++++ DATA FOR PROCESSING

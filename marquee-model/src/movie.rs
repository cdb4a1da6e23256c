//! Movie entities and the category sections the catalog lists them under.

use serde::{Deserialize, Serialize};

use crate::list::Identified;

/// A movie as it appears in list results.
#[derive(Debug, Clone, PartialEq, Serialize, Deserialize)]
pub struct Movie {
    pub id: u64,
    pub title: String,
    #[serde(default)]
    pub original_title: String,
    #[serde(default)]
    pub original_language: String,
    #[serde(default)]
    pub overview: String,
    pub poster_path: Option<String>,
    pub backdrop_path: Option<String>,
    #[serde(default)]
    pub genre_ids: Vec<u64>,
    #[serde(default)]
    pub release_date: String,
    #[serde(default)]
    pub popularity: f64,
    #[serde(default)]
    pub vote_average: f64,
    #[serde(default)]
    pub vote_count: u64,
    #[serde(default)]
    pub adult: bool,
    #[serde(default)]
    pub video: bool,
}

impl Identified for Movie {
    fn id(&self) -> u64 {
        self.id
    }
}

/// A single genre tag.
#[derive(Debug, Clone, PartialEq, Eq, Serialize, Deserialize)]
pub struct Genre {
    pub id: u64,
    pub name: String,
}

/// Response envelope of the genre list endpoint.
#[derive(Debug, Clone, PartialEq, Eq, Serialize, Deserialize)]
pub struct GenreList {
    pub genres: Vec<Genre>,
}

/// Full movie details, a superset of the list entry.
#[derive(Debug, Clone, PartialEq, Serialize, Deserialize)]
pub struct MovieDetails {
    pub id: u64,
    pub title: String,
    #[serde(default)]
    pub original_title: String,
    #[serde(default)]
    pub original_language: String,
    #[serde(default)]
    pub overview: String,
    pub poster_path: Option<String>,
    pub backdrop_path: Option<String>,
    #[serde(default)]
    pub genres: Vec<Genre>,
    #[serde(default)]
    pub release_date: String,
    #[serde(default)]
    pub popularity: f64,
    #[serde(default)]
    pub vote_average: f64,
    #[serde(default)]
    pub vote_count: u64,
    #[serde(default)]
    pub status: String,
    #[serde(default)]
    pub runtime: u32,
    #[serde(default)]
    pub adult: bool,
}

/// Curated movie list sections exposed by the catalog.
#[derive(Debug, Clone, Copy, PartialEq, Eq, Hash, Serialize, Deserialize)]
#[serde(rename_all = "snake_case")]
pub enum Section {
    NowPlaying,
    Popular,
    TopRated,
    Upcoming,
}

impl Section {
    /// All sections in the order the home screen renders them.
    pub const ALL: [Section; 4] = [
        Section::NowPlaying,
        Section::Popular,
        Section::TopRated,
        Section::Upcoming,
    ];

    /// Wire key used in the list endpoint path.
    pub fn as_str(&self) -> &'static str {
        match self {
            Section::NowPlaying => "now_playing",
            Section::Popular => "popular",
            Section::TopRated => "top_rated",
            Section::Upcoming => "upcoming",
        }
    }

    /// Human-readable section title.
    pub fn title(&self) -> &'static str {
        match self {
            Section::NowPlaying => "Now Playing",
            Section::Popular => "Popular",
            Section::TopRated => "Top Rated",
            Section::Upcoming => "Upcoming",
        }
    }
}

impl std::str::FromStr for Section {
    type Err = String;

    fn from_str(s: &str) -> Result<Self, Self::Err> {
        match s {
            "now_playing" | "now-playing" => Ok(Section::NowPlaying),
            "popular" => Ok(Section::Popular),
            "top_rated" | "top-rated" => Ok(Section::TopRated),
            "upcoming" => Ok(Section::Upcoming),
            other => Err(format!("unknown section: {other}")),
        }
    }
}

impl std::fmt::Display for Section {
    fn fmt(&self, f: &mut std::fmt::Formatter<'_>) -> std::fmt::Result {
        f.write_str(self.as_str())
    }
}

++++++++

Retype the whole listing above exactly as it appears.

◆ RESPONSE:
filename marquee-model/src/movie.rs
repository cdb4a1da6e23256c
//! Movie entities and the category sections the catalog lists them under.

use serde::{Deserialize, Serialize};

use crate::list::Identified;

/// A movie as it appears in list results.
#[derive(Debug, Clone, PartialEq, Serialize, Deserialize)]
pub struct Movie {
    pub id: u64,
    pub title: String,
    #[serde(default)]
    pub original_title: String,
    #[serde(default)]
    pub original_language: String,
    #[serde(default)]
    pub overview: String,
    pub poster_path: Option<String>,
    pub backdrop_path: Option<String>,
    #[serde(default)]
    pub genre_ids: Vec<u64>,
    #[serde(default)]
    pub release_date: String,
    #[serde(default)]
    pub popularity: f64,
    #[serde(default)]
    pub vote_average: f64,
    #[serde(default)]
    pub vote_count: u64,
    #[serde(default)]
    pub adult: bool,
    #[serde(default)]
    pub video: bool,
}

impl Identified for Movie {
    fn id(&self) -> u64 {
        self.id
    }
}

/// A single genre tag.
#[derive(Debug, Clone, PartialEq, Eq, Serialize, Deserialize)]
pub struct Genre {
    pub id: u64,
    pub name: String,
}

/// Response envelope of the genre list endpoint.
#[derive(Debug, Clone, PartialEq, Eq, Serialize, Deserialize)]
pub struct GenreList {
    pub genres: Vec<Genre>,
}

/// Full movie details, a superset of the list entry.
#[derive(Debug, Clone, PartialEq, Serialize, Deserialize)]
pub struct MovieDetails {
    pub id: u64,
    pub title: String,
    #[serde(default)]
    pub original_title: String,
    #[serde(default)]
    pub original_language: String,
    #[serde(default)]
    pub overview: String,
    pub poster_path: Option<String>,
    pub backdrop_path: Option<String>,
    #[serde(default)]
    pub genres: Vec<Genre>,
    #[serde(default)]
    pub release_date: String,
    #[serde(default)]
    pub popularity: f64,
    #[serde(default)]
    pub vote_average: f64,
    #[serde(default)]
    pub vote_count: u64,
    #[serde(default)]
    pub status: String,
    #[serde(default)]
    pub runtime: u32,
    #[serde(default)]
    pub adult: bool,
}

/// Curated movie list sections exposed by the catalog.
#[derive(Debug, Clone, Copy, PartialEq, Eq, Hash, Serialize, Deserialize)]
#[serde(rename_all = "snake_case")]
pub enum Section {
    NowPlaying,
    Popular,
    TopRated,
    Upcoming,
}

impl Section {
    /// All sections in the order the home screen renders them.
    pub const ALL: [Section; 4] = [
        Section::NowPlaying,
        Section::Popular,
        Section::TopRated,
        Section::Upcoming,
    ];

    /// Wire key used in the list endpoint path.
    pub fn as_str(&self) -> &'static str {
        match self {
            Section::NowPlaying => "now_playing",
            Section::Popular => "popular",
            Section::TopRated => "top_rated",
            Section::Upcoming => "upcoming",
        }
    }

    /// Human-readable section title.
    pub fn title(&self) -> &'static str {
        match self {
            Section::NowPlaying => "Now Playing",
            Section::Popular => "Popular",
            Section::TopRated => "Top Rated",
            Section::Upcoming => "Upcoming",
        }
    }
}

impl std::str::FromStr for Section {
    type Err = String;

    fn from_str(s: &str) -> Result<Self, Self::Err> {
        match s {
            "now_playing" | "now-playing" => Ok(Section::NowPlaying),
            "popular" => Ok(Section::Popular),
            "top_rated" | "top-rated" => Ok(Section::TopRated),
            "upcoming" => Ok(Section::Upcoming),
            other => Err(format!("unknown section: {other}")),
        }
    }
}

impl std::fmt::Display for Section {
    fn fmt(&self, f: &mut std::fmt::Formatter<'_>) -> std::fmt::Result {
        f.write_str(self.as_str())
    }
}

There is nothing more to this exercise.